On a sunny morning in the early spring of this crucial year I ride my bicycle up to the Modern Art Museum on 53rd. I stop just west of the museum.

As I am chaining the bike to a “No Standing” sign post I hear, from behind me, a voice that feels sweet. Sweet even though with careful British-seeming overtones:

“What a neat bike, Fred.”

It is this girl, Gillian. She knows my name and more already, for she has been present at the meetings to hear my careful, and clever, rants. Rants as I trace my life. My popular rants. Now here she is in real life. She is seated in a canvas chair on the sidewalk in front of a shuttered brownstone down from the museum.

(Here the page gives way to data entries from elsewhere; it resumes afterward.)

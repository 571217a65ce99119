//! Enumerable sources.
//!
//! This module provides the [`Enumerable`] trait, the single capability every
//! combinator is written against: a fresh cursor that produces the elements
//! of a collection in their natural order.
//!
//! Three shapes of source are supported:
//!
//! - positionally ordered sequences: `Vec<T>`, `[T; N]` and `[T]`
//! - integer ranges: `Range<I>` and `RangeInclusive<I>` for every primitive
//!   integer type, produced in ascending order
//! - insertion-ordered mappings: [`OrderedHash<K, V>`], whose elements are
//!   `(K, V)` entries
//!
//! # Borrowed and produced elements
//!
//! Sequences hand out references to stored elements while ranges produce
//! their elements on the fly. Generic associated types let both fit one
//! protocol: [`Enumerable::Yield`] is whatever the cursor produces, and it
//! always borrows as [`Enumerable::Item`].
//!
//! ```rust
//! use enumerables::Enumerable;
//! use std::borrow::Borrow;
//!
//! fn sum<S: Enumerable<Item = i32> + ?Sized>(source: &S) -> i32 {
//!     source
//!         .cursor()
//!         .map(|yielded| *Borrow::<i32>::borrow(&yielded))
//!         .sum()
//! }
//!
//! assert_eq!(sum(&vec![1, 2, 3]), 6);
//! assert_eq!(sum(&(1_i32..=3)), 6);
//! assert_eq!(sum(&[1, 2, 3][..]), 6);
//! ```

mod ordered_hash;

pub use ordered_hash::{OrderedHash, OrderedHashIntoIterator};

use std::borrow::{Borrow, Cow};
use std::ops::{Range, RangeInclusive};

use crate::element::Element;

/// A source whose elements can be enumerated in order.
///
/// # Laws
///
/// - **Restartable**: every call to [`cursor`](Enumerable::cursor) starts
///   from the first element; the source itself is never consumed.
/// - **Ordered**: the cursor produces elements in the source's natural order
///   (position for sequences, ascending for ranges, insertion for mappings).
/// - **Finite**: the cursor terminates.
///
/// # Examples
///
/// ```rust
/// use enumerables::{Enumerable, OrderedHash};
///
/// let codes: OrderedHash<&str, i32> = [("kenya", 254), ("uganda", 256)].into_iter().collect();
/// let keys: Vec<&str> = codes.cursor().map(|(key, _)| *key).collect();
/// assert_eq!(keys, vec!["kenya", "uganda"]);
///
/// assert_eq!((0_i32..3).cursor().collect::<Vec<_>>(), vec![0, 1, 2]);
/// ```
pub trait Enumerable {
    /// The element type a combinator's callbacks see.
    type Item;

    /// What the cursor produces: a reference into the source, or a value.
    type Yield<'a>: Borrow<Self::Item>
    where
        Self: 'a;

    /// The cursor over the source's elements.
    type Cursor<'a>: Iterator<Item = Self::Yield<'a>> + Clone
    where
        Self: 'a;

    /// The container `my_select` builds for this source.
    type Selection: FromIterator<Self::Item>;

    /// Returns a cursor positioned before the first element.
    fn cursor(&self) -> Self::Cursor<'_>;
}

impl<T> Enumerable for [T] {
    type Item = T;
    type Yield<'a>
        = &'a T
    where
        Self: 'a;
    type Cursor<'a>
        = std::slice::Iter<'a, T>
    where
        Self: 'a;
    type Selection = Vec<T>;

    #[inline]
    fn cursor(&self) -> Self::Cursor<'_> {
        self.iter()
    }
}

impl<T> Enumerable for Vec<T> {
    type Item = T;
    type Yield<'a>
        = &'a T
    where
        Self: 'a;
    type Cursor<'a>
        = std::slice::Iter<'a, T>
    where
        Self: 'a;
    type Selection = Self;

    #[inline]
    fn cursor(&self) -> Self::Cursor<'_> {
        self.iter()
    }
}

impl<T, const N: usize> Enumerable for [T; N] {
    type Item = T;
    type Yield<'a>
        = &'a T
    where
        Self: 'a;
    type Cursor<'a>
        = std::slice::Iter<'a, T>
    where
        Self: 'a;
    type Selection = Vec<T>;

    #[inline]
    fn cursor(&self) -> Self::Cursor<'_> {
        self.iter()
    }
}

macro_rules! range_enumerable {
    ($($integer:ty),*) => {
        $(
            impl Enumerable for Range<$integer> {
                type Item = $integer;
                type Yield<'a> = $integer;
                type Cursor<'a> = Self;
                type Selection = Vec<$integer>;

                #[inline]
                fn cursor(&self) -> Self::Cursor<'_> {
                    self.clone()
                }
            }

            impl Element for Range<$integer> {
                fn text(&self) -> Option<Cow<'_, str>> {
                    Some(Cow::Owned(format!("{}..{}", self.start, self.end)))
                }
            }

            impl Enumerable for RangeInclusive<$integer> {
                type Item = $integer;
                type Yield<'a> = $integer;
                type Cursor<'a> = Self;
                type Selection = Vec<$integer>;

                #[inline]
                fn cursor(&self) -> Self::Cursor<'_> {
                    self.clone()
                }
            }

            impl Element for RangeInclusive<$integer> {
                fn text(&self) -> Option<Cow<'_, str>> {
                    Some(Cow::Owned(format!("{}..={}", self.start(), self.end())))
                }
            }
        )*
    };
}

range_enumerable!(i8, i16, i32, i64, i128, isize, u8, u16, u32, u64, u128, usize);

She is smiling, and she stretches like a cat. Her clothes, which I think are thrift store clothes, drape her body and follow the body’s lines the way her long hair did the other night. Like the drapery in drawings that follows what is underneath. And like in the meetings, she is playing with the long strands of this light hair in the touching, awkward manner of a girl as young as she looks. Though from her few words at the meetings, I know she has to be older than that.

In front of her is a sign, drawn in a girlish hand, that says:


“OUT OF AFRICA.
Lions!
Tigers!
Zebras!”

On a bed sheet in front of the sign is a row of probably mass produced wooden West African fetish figures. She is selling these figures.

Before I go in the museum we chat. She says she thinks we have so much in common, each of us being so much more widely traveled than other people. She wonders if I am a member of MOMA. I am not, though I think I should be, I come here so often in this time of exploration.

Inside the museum I head straight to the Matisse room, which is where I often go these days. I stand before a big painting called Piano Lesson. I go so deep inside it that I become the stunned boy Matisse portrayed beneath a cruel gray task mistress. There is that witch in the picture, but also someone else. In the boy’s line of sight Matisse had painted one of those warm bronze nude-girl figurines that he himself created.

When I turn from the painting, I look at the actual bronze nudes in the Matisse room. My mind and groin are with the draped flesh and blood figure, the real life version I have just encountered on the sidewalk.

After Matisse I go quickly to familiar places – de Chirico, de Kooning, Deibenkorn, Gorky, Magritte. Then back to Matisse, and this time the naked bronze girl in the painting seems to come alive. I see her stretch.

Before I leave the museum I write a check for membership.

Outside Gillian is yawning on the canvas chair behind the fetish display. She is raising her arms. She is luxuriating in the sun.

We give each other our phone numbers. And she stands up and we do a quick, noncommittal hug before I unlock my bicycle.

Soon I start taking Gillian to old places I had haunted 25 years back with girls who were as young then as this woman or girl Gillian looks now in 1986.